Moi (autoritaire) : Toi, tu reviens t’asseoir !
Selma avance à petits pas et revient s’installer dans le fauteuil qu’elle vient de quitter.
- Chérie, il y a Raoul et Joseph qui viennent manger ce samedi à la maison. Tu pourrais nous faire ton Pepper soup-là ?
Adesua : Je ne sais pas Michel… Ce n’est pas préparer le problème…
Donc affaire de chéri, de Boo, c’est fini dans la bouche de mon épouse. Aujourd’hui c’est du Michel sec.
Moi : Tu peux m’expliquer s’il te plaît ?
Adesua : …
Moi (explosant) : On est où là ? Que je sache, je suis encore chez moi et je suis ton époux ! Ta fille fait une connerie et je ne suis pas en droit de me fâcher ?!
Selma : Papa, excuse-moi je vais me retirer !

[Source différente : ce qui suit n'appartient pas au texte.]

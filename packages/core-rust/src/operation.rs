use std::fmt;

use async_trait::async_trait;

use crate::context::ExecutionContext;
use crate::error::OperationError;
use crate::profile::ResilienceProfile;
use crate::types::{BoxFuture, OperationResponse};

/// A unit of business work executed inside an [`ExecutionContext`].
///
/// Implementations signal failure either by returning an error or by calling
/// [`ExecutionContext::mark_faulty`] and returning normally.
#[async_trait]
pub trait Operation: Send + Sync {
    /// Stable name, used as the default circuit/bulkhead key and in logs.
    fn name(&self) -> &str;

    /// Resilience tuning declared by the operation itself.
    fn profile(&self) -> Option<ResilienceProfile> {
        None
    }

    /// Payload captured into a dead-letter record when the operation fails
    /// terminally and message capture is enabled.
    fn payload(&self) -> Option<serde_json::Value> {
        None
    }

    /// Run the operation once.
    async fn execute(&self, ctx: &ExecutionContext) -> Result<OperationResponse, OperationError>;
}

type OperationFn = Box<
    dyn for<'a> Fn(&'a ExecutionContext) -> BoxFuture<'a, Result<OperationResponse, OperationError>>
        + Send
        + Sync,
>;

/// Closure-backed [`Operation`].
pub struct FnOperation {
    name: String,
    profile: Option<ResilienceProfile>,
    payload: Option<serde_json::Value>,
    run: OperationFn,
}

impl FnOperation {
    pub fn new<F>(name: impl Into<String>, run: F) -> Self
    where
        F: for<'a> Fn(&'a ExecutionContext) -> BoxFuture<'a, Result<OperationResponse, OperationError>>
            + Send
            + Sync
            + 'static,
    {
        Self {
            name: name.into(),
            profile: None,
            payload: None,
            run: Box::new(run),
        }
    }

    #[must_use]
    pub fn with_profile(mut self, profile: ResilienceProfile) -> Self {
        self.profile = Some(profile);
        self
    }

    #[must_use]
    pub fn with_payload(mut self, payload: serde_json::Value) -> Self {
        self.payload = Some(payload);
        self
    }
}

impl fmt::Debug for FnOperation {
    fn fmt(&self, f: &mut fmt::Formatter<'_>) -> fmt::Result {
        f.debug_struct("FnOperation")
            .field("name", &self.name)
            .field("profile", &self.profile)
            .finish_non_exhaustive()
    }
}

#[async_trait]
impl Operation for FnOperation {
    fn name(&self) -> &str {
        &self.name
    }

    fn profile(&self) -> Option<ResilienceProfile> {
        self.profile.clone()
    }

    fn payload(&self) -> Option<serde_json::Value> {
        self.payload.clone()
    }

    async fn execute(&self, ctx: &ExecutionContext) -> Result<OperationResponse, OperationError> {
        (self.run)(ctx).await
    }
}
//! Dead-letter capture: records, the storage contract, the in-memory store
//! and its maintenance worker.

pub mod maintenance;
pub mod memory;
pub mod record;
pub mod store;

pub use maintenance::{DeadLetterMaintenance, MaintenanceTask};
pub use memory::InMemoryDeadLetterStore;
pub use record::DeadLetterRecord;
pub use store::{DeadLetterError, DeadLetterQuery, DeadLetterStore};
//! Dead-letter record: one terminally failed execution.

use chrono::{DateTime, Utc};
use rampart_core::DeadLetterReason;
use serde::de::DeserializeOwned;
use serde::{Deserialize, Serialize};
use uuid::Uuid;

/// Durable record of an operation that failed after every configured
/// resilience strategy was exhausted.
#[derive(Debug, Clone, PartialEq, Serialize, Deserialize)]
pub struct DeadLetterRecord {
    pub id: Uuid,
    pub operation_name: String,
    pub reason: DeadLetterReason,
    /// MessagePack-encoded operation payload.
    #[serde(default, with = "serde_bytes")]
    pub message: Option<Vec<u8>>,
    /// Rendered error chain, length-bounded.
    pub exception: Option<String>,
    pub retry_attempts: u32,
    pub correlation_id: String,
    pub failed_at: DateTime<Utc>,
    pub acknowledged: bool,
    pub acknowledged_at: Option<DateTime<Utc>>,
    pub acknowledged_by: Option<String>,
    pub reprocess_count: u32,
    pub last_reprocessed_at: Option<DateTime<Utc>>,
}

impl DeadLetterRecord {
    /// Creates an unacknowledged record failed now.
    #[must_use]
    pub fn new(
        operation_name: impl Into<String>,
        reason: DeadLetterReason,
        correlation_id: impl Into<String>,
    ) -> Self {
        Self {
            id: Uuid::new_v4(),
            operation_name: operation_name.into(),
            reason,
            message: None,
            exception: None,
            retry_attempts: 0,
            correlation_id: correlation_id.into(),
            failed_at: Utc::now(),
            acknowledged: false,
            acknowledged_at: None,
            acknowledged_by: None,
            reprocess_count: 0,
            last_reprocessed_at: None,
        }
    }

    #[must_use]
    pub fn with_message(mut self, message: Vec<u8>) -> Self {
        self.message = Some(message);
        self
    }

    #[must_use]
    pub fn with_exception(mut self, exception: impl Into<String>) -> Self {
        self.exception = Some(exception.into());
        self
    }

    #[must_use]
    pub fn with_retry_attempts(mut self, attempts: u32) -> Self {
        self.retry_attempts = attempts;
        self
    }

    /// Decode the captured payload.
    ///
    /// Returns `Ok(None)` when no payload was captured.
    ///
    /// # Errors
    ///
    /// Returns the MessagePack decode error when the payload does not match `T`.
    pub fn decode_message<T: DeserializeOwned>(&self) -> Result<Option<T>, rmp_serde::decode::Error> {
        self.message
            .as_deref()
            .map(rmp_serde::from_slice)
            .transpose()
    }

    /// Mark as handled by `by`.
    pub fn acknowledge(&mut self, by: impl Into<String>) {
        self.acknowledged = true;
        self.acknowledged_at = Some(Utc::now());
        self.acknowledged_by = Some(by.into());
    }

    /// Count one more reprocessing attempt.
    pub fn mark_reprocessed(&mut self) {
        self.reprocess_count += 1;
        self.last_reprocessed_at = Some(Utc::now());
    }
}

// ---------------------------------------------------------------------------
// Tests
// ---------------------------------------------------------------------------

Moi : Tu vas où ? Ce n’est pas toi qui es venue mettre le bordel dans mon foyer ? Tu restes ! Adesua, c’est comme ça maintenant ? Tu prends parti pour Selma !
Adesua : Michel, on est les parents de Selma. L’enfant est malheureuse et tou augmentes ça en te fâchant ! Je n’ai pas dit qu’elle s’est bien comportée mais toi aussi !

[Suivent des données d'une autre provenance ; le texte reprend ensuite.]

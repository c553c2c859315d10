//! Per-execution context threaded through every decorator of a pipeline.

use std::collections::HashMap;
use std::fmt;
use std::sync::atomic::{AtomicBool, AtomicU32, Ordering};
use std::sync::Arc;

use chrono::{DateTime, Utc};
use parking_lot::RwLock;
use serde_json::Value;
use tokio_util::sync::CancellationToken;
use uuid::Uuid;

use crate::operation::Operation;
use crate::profile::ResilienceProfile;

/// Property key under which the correlation id is mirrored.
pub const CORRELATION_ID_KEY: &str = "correlation-id";
/// Property key under which the operation name is mirrored.
pub const CURRENT_OPERATION_KEY: &str = "current-operation";

/// Mutable state for one operation invocation.
///
/// Owned by the caller and shared (behind an `Arc`) only between the
/// decorators of a single chain. Flags and the attempt counter are atomics;
/// the property bag sits behind a `RwLock`, so every accessor takes `&self`.
pub struct ExecutionContext {
    operation: Arc<dyn Operation>,
    profile: ResilienceProfile,
    correlation_id: String,
    cancellation: CancellationToken,
    created_at: DateTime<Utc>,
    locked: AtomicBool,
    faulty: AtomicBool,
    attempts: AtomicU32,
    properties: RwLock<HashMap<String, Value>>,
}

impl ExecutionContext {
    /// Creates a context for `operation`, using the operation's own profile
    /// and a fresh correlation id and cancellation token.
    #[must_use]
    pub fn new(operation: Arc<dyn Operation>) -> Self {
        let profile = operation.profile().unwrap_or_default();
        let correlation_id = Uuid::new_v4().to_string();

        let mut properties = HashMap::new();
        properties.insert(
            CURRENT_OPERATION_KEY.to_string(),
            Value::String(operation.name().to_string()),
        );
        properties.insert(
            CORRELATION_ID_KEY.to_string(),
            Value::String(correlation_id.clone()),
        );

        Self {
            operation,
            profile,
            correlation_id,
            cancellation: CancellationToken::new(),
            created_at: Utc::now(),
            locked: AtomicBool::new(false),
            faulty: AtomicBool::new(false),
            attempts: AtomicU32::new(0),
            properties: RwLock::new(properties),
        }
    }

    #[must_use]
    pub fn with_correlation_id(mut self, correlation_id: impl Into<String>) -> Self {
        self.correlation_id = correlation_id.into();
        self.properties.get_mut().insert(
            CORRELATION_ID_KEY.to_string(),
            Value::String(self.correlation_id.clone()),
        );
        self
    }

    #[must_use]
    pub fn with_cancellation(mut self, token: CancellationToken) -> Self {
        self.cancellation = token;
        self
    }

    /// Replaces the resolved profile (e.g. with a registry override).
    #[must_use]
    pub fn with_profile(mut self, profile: ResilienceProfile) -> Self {
        self.profile = profile;
        self
    }

    #[must_use]
    pub fn with_property(mut self, key: impl Into<String>, value: Value) -> Self {
        self.properties.get_mut().insert(key.into(), value);
        self
    }

    pub fn operation(&self) -> &Arc<dyn Operation> {
        &self.operation
    }

    #[must_use]
    pub fn operation_name(&self) -> &str {
        self.operation.name()
    }

    #[must_use]
    pub fn profile(&self) -> &ResilienceProfile {
        &self.profile
    }

    #[must_use]
    pub fn correlation_id(&self) -> &str {
        &self.correlation_id
    }

    #[must_use]
    pub fn cancellation(&self) -> &CancellationToken {
        &self.cancellation
    }

    #[must_use]
    pub fn is_cancelled(&self) -> bool {
        self.cancellation.is_cancelled()
    }

    #[must_use]
    pub fn created_at(&self) -> DateTime<Utc> {
        self.created_at
    }

    // -- fault flag --

    /// Marks the execution as failed without raising an error.
    pub fn mark_faulty(&self) {
        if !self.faulty.swap(true, Ordering::AcqRel) {
            tracing::debug!(
                operation = self.operation_name(),
                correlation_id = %self.correlation_id,
                "execution marked faulty"
            );
        }
    }

    pub fn clear_fault(&self) {
        self.faulty.store(false, Ordering::Release);
    }

    #[must_use]
    pub fn is_faulty(&self) -> bool {
        self.faulty.load(Ordering::Acquire)
    }

    // -- lock flag --

    #[must_use]
    pub fn is_locked(&self) -> bool {
        self.locked.load(Ordering::Acquire)
    }

    /// Locks the context for the duration of one execution.
    ///
    /// Returns `None` if the context is already executing. The lock is
    /// released when the returned guard is dropped.
    #[must_use]
    pub fn try_lock(self: &Arc<Self>) -> Option<ContextLock> {
        self.locked
            .compare_exchange(false, true, Ordering::AcqRel, Ordering::Acquire)
            .ok()
            .map(|_| ContextLock {
                ctx: Arc::clone(self),
            })
    }

    // -- attempts --

    /// Records the start of another invocation of the operation and returns
    /// the 1-based attempt number.
    pub fn begin_attempt(&self) -> u32 {
        self.attempts.fetch_add(1, Ordering::AcqRel) + 1
    }

    /// Number of times the operation itself has been invoked.
    #[must_use]
    pub fn attempts(&self) -> u32 {
        self.attempts.load(Ordering::Acquire)
    }

    // -- property bag --

    #[must_use]
    pub fn property(&self, key: &str) -> Option<Value> {
        self.properties.read().get(key).cloned()
    }

    pub fn set_property(&self, key: impl Into<String>, value: Value) -> Option<Value> {
        self.properties.write().insert(key.into(), value)
    }

    pub fn remove_property(&self, key: &str) -> Option<Value> {
        self.properties.write().remove(key)
    }

    /// Point-in-time copy of the property bag.
    #[must_use]
    pub fn properties(&self) -> HashMap<String, Value> {
        self.properties.read().clone()
    }
}

impl fmt::Debug for ExecutionContext {
    fn fmt(&self, f: &mut fmt::Formatter<'_>) -> fmt::Result {
        f.debug_struct("ExecutionContext")
            .field("operation", &self.operation_name())
            .field("correlation_id", &self.correlation_id)
            .field("locked", &self.is_locked())
            .field("faulty", &self.is_faulty())
            .field("attempts", &self.attempts())
            .field("cancelled", &self.is_cancelled())
            .finish_non_exhaustive()
    }
}

/// RAII guard holding the context lock.
///
/// Unlocks on drop, including when the execution future is dropped mid-flight.
#[derive(Debug)]
pub struct ContextLock {
    ctx: Arc<ExecutionContext>,
}

impl Drop for ContextLock {
    fn drop(&mut self) {
        self.ctx.locked.store(false, Ordering::Release);
    }
}

// ---------------------------------------------------------------------------
// Tests
// ---------------------------------------------------------------------------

Moi : Donc je ne peux plus parler dans cette maison, je ne peux plus dire que je ne suis pas d’accord !
Adesua : Michel ! Je peux comprendre ta position. Tou vois qu’elle est assez punie. S’il te plaît mon chéri, tou sais que je n’aime pas te faire les histoires mais Selma c’est ton bébé ! Tou laisses la colère envahir ton cœur ! Je ne prends pas parti, j’essaye de jouer notre rôle à tous les deux en attendant que tou sois moins fâché. Toutes ces tensions me rendent triste et je ne pourrai être l’hôtesse souriante que tou veux que je sois quand tes amis vont venir !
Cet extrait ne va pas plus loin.